- WHAT IS BEING ASKED -
Search the records for lines with the word "SystemClock" and copy each match.

- Stored items -
▼▼▼
pub mod collection;
pub mod entity;
pub mod repository;
pub mod value_objects;

pub use collection::ArticleCollection;
pub use entity::{Article, ArticlePayload, ArticleRow};
pub use repository::{ArticleRemote, RemoteResponse};
pub use value_objects::{ArticleId, PublishedOn};
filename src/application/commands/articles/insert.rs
// src/application/commands/articles/insert.rs
use super::ArticleCommandService;
use crate::{
    application::error::ApplicationResult,
    domain::article::{Article, RemoteResponse},
};

impl ArticleCommandService {
    /// `POST /articles` with the article's whitelisted fields.
    pub async fn insert_record(&self, article: &Article) -> ApplicationResult<RemoteResponse> {
        let response = self.remote.insert(article.payload()).await?;
        tracing::info!(%response, title = article.title.as_deref(), "article inserted");
        Ok(response)
    }
}
// src/application/ports/seed.rs
use crate::{application::ApplicationResult, domain::article::ArticleRow};
use async_trait::async_trait;

/// The bundled dataset used to populate an empty backend.
#[async_trait]
pub trait SeedSource: Send + Sync {
    async fn load(&self) -> ApplicationResult<Vec<ArticleRow>>;
}
// src/application/ports/time.rs
use chrono::{DateTime, Utc};

pub trait Clock: Send + Sync {
    fn now(&self) -> DateTime<Utc>;
}

/// Lets a closure stand in for a clock, e.g. `Arc::new(move || pinned)`.
impl<F> Clock for F
where
    F: Fn() -> DateTime<Utc> + Send + Sync,
{
    fn now(&self) -> DateTime<Utc> {
        self()
    }
}
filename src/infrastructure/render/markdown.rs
use crate::application::ports::render::MarkdownRenderer;
use pulldown_cmark::{Options, Parser, html};

/// CommonMark plus the GitHub extensions the seed articles use.
#[derive(Debug, Clone)]
pub struct PulldownMarkdownRenderer {
    options: Options,
}

impl Default for PulldownMarkdownRenderer {
    fn default() -> Self {
        let mut options = Options::empty();
        options.insert(Options::ENABLE_TABLES);
        options.insert(Options::ENABLE_STRIKETHROUGH);
        options.insert(Options::ENABLE_TASKLISTS);
        options.insert(Options::ENABLE_FOOTNOTES);
        Self { options }
    }
}

impl MarkdownRenderer for PulldownMarkdownRenderer {
    fn to_html(&self, source: &str) -> String {
        let parser = Parser::new_ext(source, self.options);
        let mut output = String::with_capacity(source.len() * 3 / 2);
        html::push_html(&mut output, parser);
        output
    }
}
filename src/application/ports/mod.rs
// src/application/ports/mod.rs
pub mod render;
pub mod seed;
pub mod time;
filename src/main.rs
use anyhow::{Context, Result};
use blog_articles::application::{
    ports::{
        render::{MarkdownRenderer, TemplateRenderer},
        seed::SeedSource,
        time::Clock,
    },
    services::ApplicationServices,
};
use blog_articles::config::AppConfig;
use blog_articles::domain::article::{ArticleCollection, ArticleRemote};
use blog_articles::infrastructure::{
    http::{ReqwestArticleRemote, build_client},
    render::{PulldownMarkdownRenderer, TeraTemplateRenderer},
    seed::seed_source_for,
    time::SystemClock,
};
use std::sync::Arc;
use tracing_subscriber::{layer::SubscriberExt, util::SubscriberInitExt};

#[tokio::main]
async fn main() {
    if let Err(err) = bootstrap().await {
        tracing::error!(error = %err, "fatal error");
        eprintln!("fatal error: {err:#}");
        std::process::exit(1);
    }
}

async fn bootstrap() -> Result<()> {
    dotenvy::dotenv().ok();
    init_tracing();

    let config = AppConfig::from_env()?;
    let services = build_services(&config).await?;

    match std::env::args().nth(1).as_deref() {
        None | Some("index") => print_index(&services).await,
        Some("truncate") => {
            services.article_commands.truncate_table().await?;
            Ok(())
        }
        Some(other) => anyhow::bail!("unknown command `{other}`; expected `index` or `truncate`"),
    }
}

async fn build_services(config: &AppConfig) -> Result<ApplicationServices> {
    let http = build_client(config.request_timeout())?;

    let remote: Arc<dyn ArticleRemote> =
        Arc::new(ReqwestArticleRemote::new(http.clone(), config.api_base())?);
    let seed: Arc<dyn SeedSource> = seed_source_for(config.seed_location(), http);
    let markdown: Arc<dyn MarkdownRenderer> = Arc::new(PulldownMarkdownRenderer::default());
    let templates: Arc<dyn TemplateRenderer> = match config.template_path() {
        Some(path) => Arc::new(
            TeraTemplateRenderer::from_file(path)
                .await
                .with_context(|| format!("loading template {}", path.display()))?,
        ),
        None => Arc::new(TeraTemplateRenderer::with_default_template()?),
    };
    let clock: Arc<dyn Clock> = Arc::new(SystemClock);

    Ok(ApplicationServices::new(remote, seed, markdown, templates, clock))
}

async fn print_index(services: &ApplicationServices) -> Result<()> {
    let mut collection = ArticleCollection::new();
    let outcome = services.article_queries.fetch_all(&mut collection).await?;
    tracing::info!(count = outcome.count(), seeded = outcome.was_seeded(), "articles fetched");

    for html in services.article_rendering.render_collection(&mut collection)? {
        println!("{html}");
    }
    Ok(())
}

fn init_tracing() {
    let env_filter = std::env::var("RUST_LOG")
        .ok()
        .unwrap_or_else(|| "info,reqwest=warn,hyper=warn".to_string());

    let subscriber = tracing_subscriber::registry()
        .with(tracing_subscriber::EnvFilter::new(env_filter))
        .with(tracing_subscriber::fmt::layer().with_writer(std::io::stderr));

    if subscriber.try_init().is_err() {
        tracing::warn!("tracing subscriber already initialised");
    }
}
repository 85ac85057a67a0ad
// src/application/commands/articles/service.rs
use std::sync::Arc;

use crate::{
    application::error::{ApplicationError, ApplicationResult},
    domain::article::{Article, ArticleId, ArticleRemote},
};

pub struct ArticleCommandService {
    pub(super) remote: Arc<dyn ArticleRemote>,
}

impl ArticleCommandService {
    pub fn new(remote: Arc<dyn ArticleRemote>) -> Self {
        Self { remote }
    }

    pub(super) fn require_id(article: &Article) -> ApplicationResult<ArticleId> {
        article
            .id
            .ok_or_else(|| ApplicationError::malformed_row("article has no article_id"))
    }
}
use super::map_reqwest;
use crate::domain::article::{ArticleId, ArticlePayload, ArticleRemote, ArticleRow, RemoteResponse};
use crate::domain::errors::{DomainError, DomainResult};
use async_trait::async_trait;
use reqwest::{Client, Method, RequestBuilder, Response, Url, header};
use serde_json::Value;
use std::time::Duration;

const FORM_CONTENT_TYPE: &str = "application/x-www-form-urlencoded";

pub fn build_client(timeout: Duration) -> DomainResult<Client> {
    Client::builder()
        .user_agent(concat!(env!("CARGO_PKG_NAME"), "/", env!("CARGO_PKG_VERSION")))
        .timeout(timeout)
        .build()
        .map_err(map_reqwest)
}

/// `ArticleRemote` over HTTP. Paths are resolved against `base_url`, so a
/// base of `http://host/api` targets `http://host/api/articles`.
#[derive(Clone)]
pub struct ReqwestArticleRemote {
    http: Client,
    base_url: Url,
}

impl ReqwestArticleRemote {
    pub fn new(http: Client, base_url: &str) -> DomainResult<Self> {
        let mut base_url = Url::parse(base_url)
            .map_err(|err| DomainError::Validation(format!("invalid base url `{base_url}`: {err}")))?;
        if !base_url.path().ends_with('/') {
            let path = format!("{}/", base_url.path());
            base_url.set_path(&path);
        }
        Ok(Self { http, base_url })
    }

    fn endpoint(&self, path: &str) -> DomainResult<Url> {
        self.base_url
            .join(path)
            .map_err(|err| DomainError::Validation(format!("invalid endpoint `{path}`: {err}")))
    }

    fn collection_url(&self) -> DomainResult<Url> {
        self.endpoint("articles")
    }

    fn record_url(&self, id: ArticleId) -> DomainResult<Url> {
        self.endpoint(&format!("articles/{id}"))
    }

    fn with_form(request: RequestBuilder, payload: &ArticlePayload) -> DomainResult<RequestBuilder> {
        let body = serde_urlencoded::to_string(payload)
            .map_err(|err| DomainError::Validation(format!("cannot encode article: {err}")))?;
        Ok(request
            .header(header::CONTENT_TYPE, FORM_CONTENT_TYPE)
            .body(body))
    }

    async fn send(&self, request: RequestBuilder) -> DomainResult<RemoteResponse> {
        let response = request.send().await.map_err(map_reqwest)?;
        read_response(response).await
    }
}

async fn read_response(response: Response) -> DomainResult<RemoteResponse> {
    let status = response.status();
    let url = response.url().clone();
    let text = response.text().await.map_err(map_reqwest)?;

    if !status.is_success() {
        return Err(DomainError::Remote(format!(
            "{url} answered {status}: {}",
            text.trim()
        )));
    }

    if text.trim().is_empty() {
        return Ok(Value::Null);
    }
    Ok(serde_json::from_str(&text).unwrap_or(Value::String(text)))
}

fn into_rows(value: RemoteResponse) -> DomainResult<Vec<ArticleRow>> {
    match value {
        Value::Array(items) => items
            .into_iter()
            .enumerate()
            .map(|(index, item)| match item {
                Value::Object(row) => Ok(row),
                other => Err(DomainError::MalformedRow(format!(
                    "row {index} is not an object: {other}"
                ))),
            })
            .collect(),
        other => Err(DomainError::MalformedRow(format!(
            "expected an array of articles, found {other}"
        ))),
    }
}

#[async_trait]
impl ArticleRemote for ReqwestArticleRemote {
    async fn list(&self) -> DomainResult<Vec<ArticleRow>> {
        let url = self.collection_url()?;
        let response = self.send(self.http.get(url)).await?;
        into_rows(response)
    }

    async fn insert(&self, payload: ArticlePayload) -> DomainResult<RemoteResponse> {
        let url = self.collection_url()?;
        let request = Self::with_form(self.http.post(url), &payload)?;
        self.send(request).await
    }

    async fn update(&self, id: ArticleId, payload: ArticlePayload) -> DomainResult<RemoteResponse> {
        let url = self.record_url(id)?;
        let request = Self::with_form(self.http.request(Method::PUT, url), &payload)?;
        self.send(request).await
    }

    async fn delete(&self, id: ArticleId) -> DomainResult<RemoteResponse> {
        let url = self.record_url(id)?;
        self.send(self.http.delete(url)).await
    }

    async fn truncate(&self) -> DomainResult<RemoteResponse> {
        let url = self.collection_url()?;
        self.send(self.http.delete(url)).await
    }
}
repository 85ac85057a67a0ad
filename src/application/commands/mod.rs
pub mod articles;
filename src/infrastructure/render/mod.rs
mod markdown;
mod template;

pub use markdown::PulldownMarkdownRenderer;
pub use template::{DEFAULT_ARTICLE_TEMPLATE, TeraTemplateRenderer};
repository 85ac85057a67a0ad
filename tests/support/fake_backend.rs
// tests/support/fake_backend.rs
use axum::{
    Json, Router,
    extract::{Path, State},
    http::{HeaderMap, StatusCode, header::CONTENT_TYPE},
    routing::{get, put},
};
use blog_articles::domain::article::ArticleRow;
use serde_json::{Value, json};
use std::net::SocketAddr;
use std::sync::{Arc, Mutex};

/// A request as the fake backend saw it.
#[derive(Debug, Clone)]
pub struct SeenRequest {
    pub method: &'static str,
    pub path: String,
    pub content_type: Option<String>,
    pub form: Vec<(String, String)>,
}

#[derive(Default)]
struct BackendState {
    rows: Vec<ArticleRow>,
    next_id: i64,
    seen: Vec<SeenRequest>,
    fail_with: Option<StatusCode>,
}

#[derive(Clone, Default)]
pub struct FakeBackend {
    state: Arc<Mutex<BackendState>>,
}

impl FakeBackend {
    pub fn with_rows(rows: Vec<ArticleRow>) -> Self {
        let backend = Self::default();
        {
            let mut state = backend.state.lock().unwrap();
            state.next_id = rows.len() as i64;
            state.rows = rows;
        }
        backend
    }

    /// Every request is answered with `status` from now on.
    pub fn fail_with(&self, status: StatusCode) {
        self.state.lock().unwrap().fail_with = Some(status);
    }

    pub fn seen(&self) -> Vec<SeenRequest> {
        self.state.lock().unwrap().seen.clone()
    }

    pub fn rows(&self) -> Vec<ArticleRow> {
        self.state.lock().unwrap().rows.clone()
    }

    /// Binds to an ephemeral port and serves until the test runtime ends.
    /// Returns the base url, e.g. `http://127.0.0.1:40211`.
    pub async fn spawn(&self) -> String {
        let app = Router::new()
            .route("/articles", get(list).post(create).delete(truncate))
            .route("/articles/{id}", put(update).delete(remove))
            .with_state(self.clone());

        let listener = tokio::net::TcpListener::bind("127.0.0.1:0")
            .await
            .expect("bind fake backend");
        let address: SocketAddr = listener.local_addr().expect("local addr");
        tokio::spawn(async move {
            axum::serve(listener, app).await.expect("serve fake backend");
        });
        format!("http://{address}")
    }

    fn observe(
        &self,
        method: &'static str,
        path: String,
        headers: &HeaderMap,
        body: &str,
    ) -> Result<(), StatusCode> {
        let form = serde_urlencoded::from_str::<Vec<(String, String)>>(body).unwrap_or_default();
        let content_type = headers
            .get(CONTENT_TYPE)
            .and_then(|v| v.to_str().ok())
            .map(str::to_owned);

        let mut state = self.state.lock().unwrap();
        state.seen.push(SeenRequest {
            method,
            path,
            content_type,
            form,
        });
        match state.fail_with {
            Some(status) => Err(status),
            None => Ok(()),
        }
    }
}

fn form_to_row(form: &[(String, String)]) -> ArticleRow {
    form.iter()
        .map(|(key, value)| (key.clone(), Value::String(value.clone())))
        .collect()
}

async fn list(State(backend): State<FakeBackend>, headers: HeaderMap) -> Result<Json<Value>, StatusCode> {
    backend.observe("GET", "/articles".into(), &headers, "")?;
    Ok(Json(Value::Array(
        backend.rows().into_iter().map(Value::Object).collect(),
    )))
}

async fn create(
    State(backend): State<FakeBackend>,
    headers: HeaderMap,
    body: String,
) -> Result<String, StatusCode> {
    backend.observe("POST", "/articles".into(), &headers, &body)?;
    let form = serde_urlencoded::from_str::<Vec<(String, String)>>(&body).unwrap_or_default();
    let mut state = backend.state.lock().unwrap();
    state.next_id += 1;
    let mut row = form_to_row(&form);
    row.insert("article_id".into(), json!(state.next_id));
    state.rows.push(row);
    Ok("insert complete".into())
}

async fn update(
    State(backend): State<FakeBackend>,
    Path(id): Path<i64>,
    headers: HeaderMap,
    body: String,
) -> Result<Json<Value>, StatusCode> {
    backend.observe("PUT", format!("/articles/{id}"), &headers, &body)?;
    let form = serde_urlencoded::from_str::<Vec<(String, String)>>(&body).unwrap_or_default();
    let mut state = backend.state.lock().unwrap();
    let row = state
        .rows
        .iter_mut()
        .find(|row| row.get("article_id") == Some(&json!(id)))
        .ok_or(StatusCode::NOT_FOUND)?;
    row.extend(form_to_row(&form));
    Ok(Json(json!({ "updated": id })))
}

async fn remove(
    State(backend): State<FakeBackend>,
    Path(id): Path<i64>,
    headers: HeaderMap,
) -> Result<String, StatusCode> {
    backend.observe("DELETE", format!("/articles/{id}"), &headers, "")?;
    let mut state = backend.state.lock().unwrap();
    state.rows.retain(|row| row.get("article_id") != Some(&json!(id)));
    Ok("delete complete".into())
}

async fn truncate(State(backend): State<FakeBackend>, headers: HeaderMap) -> Result<String, StatusCode> {
    backend.observe("DELETE", "/articles".into(), &headers, "")?;
    backend.state.lock().unwrap().rows.clear();
    Ok("delete complete".into())
}
use std::sync::Arc;

use crate::{
    application::{commands::articles::ArticleCommandService, ports::seed::SeedSource},
    domain::article::ArticleRemote,
};

pub struct ArticleQueryService {
    pub(super) remote: Arc<dyn ArticleRemote>,
    pub(super) seed: Arc<dyn SeedSource>,
    pub(super) commands: Arc<ArticleCommandService>,
}

impl ArticleQueryService {
    pub fn new(
        remote: Arc<dyn ArticleRemote>,
        seed: Arc<dyn SeedSource>,
        commands: Arc<ArticleCommandService>,
    ) -> Self {
        Self {
            remote,
            seed,
            commands,
        }
    }
}
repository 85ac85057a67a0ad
use crate::application::{
    ApplicationResult, dto::ArticleView, error::ApplicationError,
    ports::render::TemplateRenderer, queries::articles::ARTICLE_TEMPLATE,
};
use std::{error::Error as _, path::Path};
use tera::{Context, Tera};

pub const DEFAULT_ARTICLE_TEMPLATE: &str = r#"<article data-category="{{ category | default(value="") }}" data-author="{{ author | default(value="") }}">
  <header>
    <h1>{{ title | default(value="") }}</h1>
    <div class="byline">
      By <address><a href="{{ authorUrl | default(value="") }}">{{ author | default(value="") }}</a></address>
      <time datetime="{{ publishedOn | default(value="") }}">{{ publishStatus | default(value="") }}</time>
    </div>
  </header>
  <section class="article-body">{{ body | default(value="") | safe }}</section>
</article>
"#;

/// Tera-backed renderer holding the article template. Text fields are HTML
/// escaped; `body` is trusted because it is already rendered HTML.
pub struct TeraTemplateRenderer {
    tera: Tera,
}

impl TeraTemplateRenderer {
    pub fn new(source: &str) -> ApplicationResult<Self> {
        let mut tera = Tera::default();
        tera.autoescape_on(vec![ARTICLE_TEMPLATE]);
        tera.add_raw_template(ARTICLE_TEMPLATE, source)
            .map_err(|err| ApplicationError::render(describe(&err)))?;
        Ok(Self { tera })
    }

    pub fn with_default_template() -> ApplicationResult<Self> {
        Self::new(DEFAULT_ARTICLE_TEMPLATE)
    }

    pub async fn from_file(path: &Path) -> ApplicationResult<Self> {
        let source = tokio::fs::read_to_string(path).await.map_err(|err| {
            ApplicationError::render(format!("cannot read template {}: {err}", path.display()))
        })?;
        Self::new(&source)
    }
}

impl TemplateRenderer for TeraTemplateRenderer {
    fn render(&self, template: &str, view: &ArticleView) -> ApplicationResult<String> {
        let context = Context::from_serialize(view)
            .map_err(|err| ApplicationError::render(describe(&err)))?;
        self.tera
            .render(template, &context)
            .map_err(|err| ApplicationError::render(describe(&err)))
    }
}

// tera keeps the useful part of a failure in its source chain.
fn describe(err: &tera::Error) -> String {
    let mut message = err.to_string();
    let mut source = err.source();
    while let Some(cause) = source {
        message.push_str(": ");
        message.push_str(&cause.to_string());
        source = cause.source();
    }
    message
}
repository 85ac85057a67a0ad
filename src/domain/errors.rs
// src/domain/errors.rs
use thiserror::Error;

pub type DomainResult<T> = Result<T, DomainError>;

#[derive(Debug, Error)]
pub enum DomainError {
    #[error("validation error: {0}")]
    Validation(String),
    #[error("malformed row: {0}")]
    MalformedRow(String),
    #[error("remote error: {0}")]
    Remote(String),
}
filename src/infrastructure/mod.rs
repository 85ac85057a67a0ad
pub mod http;
pub mod render;
pub mod seed;
pub mod time;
▲▲▲
- RESULT OF THIS EXERCISE -
    time::SystemClock,
    let clock: Arc<dyn Clock> = Arc::new(SystemClock);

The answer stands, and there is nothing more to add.